The girl, when she heard her mother’s command, wept, shrieked, and went. At least she was going to her father. And from wholesome fear of that same saying-knife, the priest left her in peace all the way to Winchester.

After which, Abbot Ulfketyl went into his lodgings, and burst, like a noble old nobleman as he was, into bitter tears of rage and shame.

But Torfrida’s eyes were as dry as her own sackcloth.

The priest took the letter back to Winchester, and showed it—it may be to Archbishop Lanfranc. But what he said, this chronicler would not dare to say. For he was a very wise man, and a very stanch and strong pillar of the Holy Roman Church. Meanwhile, he was man enough not to require that anything should be added to Torfrida’s penance; and that was enough to prove him a man in those days,—at least for a churchman,—as it proved Archbishop or St. Ailred to be, a few years after, in the case of the nun of Watton, to be read in Gale’s “Scriptores Anglicaniae.” Then he showed the letter to Alftruda.

And she laughed one of her laughs, and said, “I have her at last!”

Then, as it befell, he was forced to shew the letter to Queen Matilda; and she wept over it human tears, such as she, the noble heart, had been forced to keep many a time before, and said, “The poor soul!—You, Alftruda, woman! does Hereward know of this?”

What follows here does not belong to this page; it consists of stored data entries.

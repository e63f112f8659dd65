use chrono::NaiveDate;
use rust_decimal::Decimal;
use serde::Deserialize;
use serde_json::Value;

use super::{CriterionScorer, Evaluation, decode};
use crate::error::PayloadError;

#[derive(Debug, Deserialize)]
struct LaborProject {
    #[serde(default)]
    earnings: Decimal,
}

#[derive(Debug, Default, Deserialize)]
#[serde(default)]
struct LaborEarningsData {
    members_total: u32,
    projects: Vec<LaborProject>,
}

/// Project earnings per member, rounded to kopecks.
#[derive(Debug, Clone, Copy, Default)]
pub struct LaborEarningsScorer;

impl CriterionScorer for LaborEarningsScorer {
    fn evaluate(&self, data: &Value) -> Result<Evaluation, PayloadError> {
        let data: LaborEarningsData = decode(data)?;
        if data.members_total == 0 {
            return Ok(Evaluation::Score(Decimal::ZERO));
        }

        let earnings = data
            .projects
            .iter()
            .try_fold(Decimal::ZERO, |total, project| total.checked_add(project.earnings))
            .ok_or(PayloadError::Overflow("total earnings"))?;
        let per_member = earnings / Decimal::from(data.members_total);
        Ok(Evaluation::Score(per_member.round_dp(2)))
    }
}

#[derive(Debug, Deserialize)]
struct WorkPeriod {
    start: NaiveDate,
    end: NaiveDate,
}

impl WorkPeriod {
    /// Inclusive length in days; an inverted range counts as zero.
    fn days(&self) -> i64 {
        if self.end < self.start {
            return 0;
        }
        (self.end - self.start).num_days() + 1
    }
}

#[derive(Debug, Default, Deserialize)]
#[serde(default)]
struct WorkDaysData {
    periods: Vec<WorkPeriod>,
}

/// Total days worked across all reported work periods.
#[derive(Debug, Clone, Copy, Default)]
pub struct WorkDaysScorer;

impl CriterionScorer for WorkDaysScorer {
    fn evaluate(&self, data: &Value) -> Result<Evaluation, PayloadError> {
        let data: WorkDaysData = decode(data)?;
        let days: i64 = data.periods.iter().map(WorkPeriod::days).sum();
        Ok(Evaluation::Score(Decimal::from(days)))
    }
}
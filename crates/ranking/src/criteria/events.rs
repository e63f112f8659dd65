use rust_decimal::Decimal;
use serde::{Deserialize, Serialize};
use serde_json::Value;

use super::tables::LookupTable;
use super::{CriterionScorer, Evaluation, decode};
use crate::error::{ConfigError, PayloadError};

/// Scale of an event, from a single unit's own up to nationwide.
#[derive(Debug, Clone, Copy, PartialEq, Eq, Hash, Serialize, Deserialize)]
#[serde(rename_all = "snake_case")]
pub enum EventLevel {
    Local,
    Regional,
    District,
    AllRussian,
}

#[derive(Debug, Deserialize)]
struct AttendedEvent {
    level: EventLevel,
}

#[derive(Debug, Default, Deserialize)]
#[serde(default)]
struct EventParticipationData {
    events: Vec<AttendedEvent>,
}

/// One point when a unit attended at least `min_count` events of `level`.
#[derive(Debug, Clone, Copy, PartialEq, Eq, Serialize)]
pub struct ThresholdRule {
    pub level: EventLevel,
    pub min_count: usize,
}

/// Points from per-level attendance thresholds, looked up as a place.
#[derive(Debug, Clone)]
pub struct EventParticipationScorer {
    pub rules: Vec<ThresholdRule>,
    pub places: LookupTable,
}

impl Default for EventParticipationScorer {
    fn default() -> Self {
        let rules = vec![
            ThresholdRule {
                level: EventLevel::AllRussian,
                min_count: 1,
            },
            ThresholdRule {
                level: EventLevel::District,
                min_count: 1,
            },
            ThresholdRule {
                level: EventLevel::Regional,
                min_count: 3,
            },
            ThresholdRule {
                level: EventLevel::Local,
                min_count: 5,
            },
        ];
        let places = LookupTable::descending(rules.len() as u32, 1);
        Self { rules, places }
    }
}

impl EventParticipationScorer {
    fn points(&self, data: &EventParticipationData) -> u32 {
        self.rules
            .iter()
            .filter(|rule| {
                data.events
                    .iter()
                    .filter(|event| event.level == rule.level)
                    .count()
                    >= rule.min_count
            })
            .count() as u32
    }
}

impl CriterionScorer for EventParticipationScorer {
    fn evaluate(&self, data: &Value) -> Result<Evaluation, PayloadError> {
        let data: EventParticipationData = decode(data)?;
        let points = self.points(&data);
        Ok(Evaluation::Place(self.places.get_or_worst(points)))
    }

    fn validate(&self, criterion: &str) -> Result<(), ConfigError> {
        self.places
            .validate_covers(criterion, self.rules.len() as u32)?;
        self.places.validate_places(criterion)
    }
}

#[derive(Debug, Deserialize)]
struct OrganizedEvent {
    level: EventLevel,
    #[serde(default)]
    participants: u32,
}

#[derive(Debug, Default, Deserialize)]
#[serde(default)]
struct OrganizedEventsData {
    events: Vec<OrganizedEvent>,
}

/// Sum over organized events of participants times the weight of the event's level.
#[derive(Debug, Clone)]
pub struct OrganizedEventsScorer {
    pub weights: Vec<(EventLevel, Decimal)>,
}

impl Default for OrganizedEventsScorer {
    fn default() -> Self {
        Self {
            weights: vec![
                (EventLevel::Local, Decimal::ONE),
                (EventLevel::Regional, Decimal::new(15, 1)),
                (EventLevel::District, Decimal::from(2)),
                (EventLevel::AllRussian, Decimal::from(3)),
            ],
        }
    }
}

impl OrganizedEventsScorer {
    fn weight(&self, level: EventLevel) -> Decimal {
        self.weights
            .iter()
            .find(|(weighted, _)| *weighted == level)
            .map_or(Decimal::ZERO, |(_, weight)| *weight)
    }
}

impl CriterionScorer for OrganizedEventsScorer {
    fn evaluate(&self, data: &Value) -> Result<Evaluation, PayloadError> {
        let data: OrganizedEventsData = decode(data)?;
        let score = data
            .events
            .iter()
            .map(|event| Decimal::from(event.participants) * self.weight(event.level))
            .sum();
        Ok(Evaluation::Score(score))
    }
}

“No, madam,” said Alftruda, not adding that she had taken good care that he should not know.

“It is the best thing which I have heard of him. I should tell him, were it not that I must not meddle with my lord’s plans. God grant him a good delivery, as they say of the poor souls in jail. Well, madam, you have your will at last. God give you grace thereof, for you have not given Him much chance as yet.”

“Your majesty will honor us by coming to the wedding?” asked Alftruda, utterly unabashed.

Matilda the good looked at her with a face of such calm, childlike astonishment, that Alftruda dropped her “fairy neck” at last, and slunk out of the presence like a beaten cur.

William went to the wedding; and swore horrible oaths that they were the handsomest pair he had ever seen. And so Hereward married Alftruda. How Holy Church settled the matter is not said. But that Hereward married Alftruda, under these very circumstances, may be considered a “historic fact,” being vouched for by Gaimar, and by the Peterborough Chronicler. And doubtless Holy Church contrived that it should happen without sin, if it conduced to her own interest.

And little Torfrida—then, it seems, some sixteen years of age—was married to Hugh of Evermue. She wept and struggled as she was dragged into the church.

“But I do not want to be married. I want to go back to my mother.”

“The diabolic instinct may have descended to her,” said the priests, “and attracts her to the sorceress. We had best sprinkle her with holy water.”

So they sprinkled her with holy water, and used exorcisms. Indeed, the case being an important one, the personages of rank, they brought out from their treasures the apron of a certain virgin saint, and put it round her neck, in hopes of driving out the hereditary fiend.

“If I am led with a halter, I must needs go,” said she, with one of her mother’s own flashes of wit, and went. “But Lady Alftruda,” whispered she, half-way up the church, “I never loved him.”

“Behave yourself before the King, or I will whip you till the blood runs.”

And so she would, and no one would have wondered in those days.

“I will murder you if you do. But I never even saw him.”

“Little fool! And what are you going through, but what I went through before you?”

“You to say that?” gnashed the girl, as another spark of her mother’s came out. “And you gaining what—”

“What I waited for for fifteen years,” said Alftruda, coolly. “If you have courage and cunning, like me, to wait for fifteen years, you too may have your will likewise.”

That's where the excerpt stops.